The greatest risk of Ebola being transmitted occurs when a patient is critically ill and virus levels reach their peak, or after the patient dies. This increasing infectiousness over time, especially in patients who die from Ebola, helps explain why two intensive care nurses are the only people who have ever been infected with Ebola in the United States. Household members of the Dallas Ebola patient never became ill despite close contact with the patient in the first stages of illness.

“Better protective equipment for health workers and more thorough training to use it will make infection of hospital staff something that rarely or never occurs,” said LeBailly. “But for the general public, the risk of Ebola is pretty much zero.”

Patients at health care facilities in Larimer County are being asked about travel to the countries currently affected by the Ebola epidemic and about any symptoms they may have that are consistent with Ebola infection.

All hospitals in Colorado have been developing the capability to screen, identify and provide initial care for a patient suspected of having Ebola. Local hospitals have prepared isolation rooms and developed protocols for handling Ebola patients. Staff also have practiced putting on and taking off the personal protective equipment currently recommended by the Centers for Disease Control (CDC).

Three hospitals in Denver – Denver Health Medical Center, Children’s Hospital Colorado and University of Colorado Medical Center – have been designated as specialized Ebola treatment centers for when a higher level of care is needed. The CDC is prepared to deploy rapid response teams immediately to hospitals treating Ebola patients.

Responses to potential Ebola exposures may vary from state to state because their statutes, regulations, and health officials will determine public health interventions in their own jurisdictions. At this time, Colorado is following the recommended CDC guidelines.
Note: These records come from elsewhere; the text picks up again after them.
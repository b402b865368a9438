use chrono::{DateTime, Utc};
use serde::Serialize;

use crate::gateway::GatewayOutcome;

/// Health check response
#[derive(Debug, Serialize)]
pub struct HealthResponse {
    pub status: String,
    pub timestamp: DateTime<Utc>,
}

/// Result of an admin-triggered cancellation
#[derive(Debug, Serialize)]
pub struct CancelPaymentResponse {
    pub imp_uid: String,
    pub partner_id: i64,
    pub result: GatewayOutcome<String>,
}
“We need to be careful to use the best science available when making decisions about how to deal with travelers from Ebola-affected countries, and use the least restrictive interventions that will still protect the public’s health,” said LeBailly. “We also need to make sure that people who pose no risk of infection to others are not treated unfairly or stigmatized due to mistaken perceptions that they might transmit Ebola.”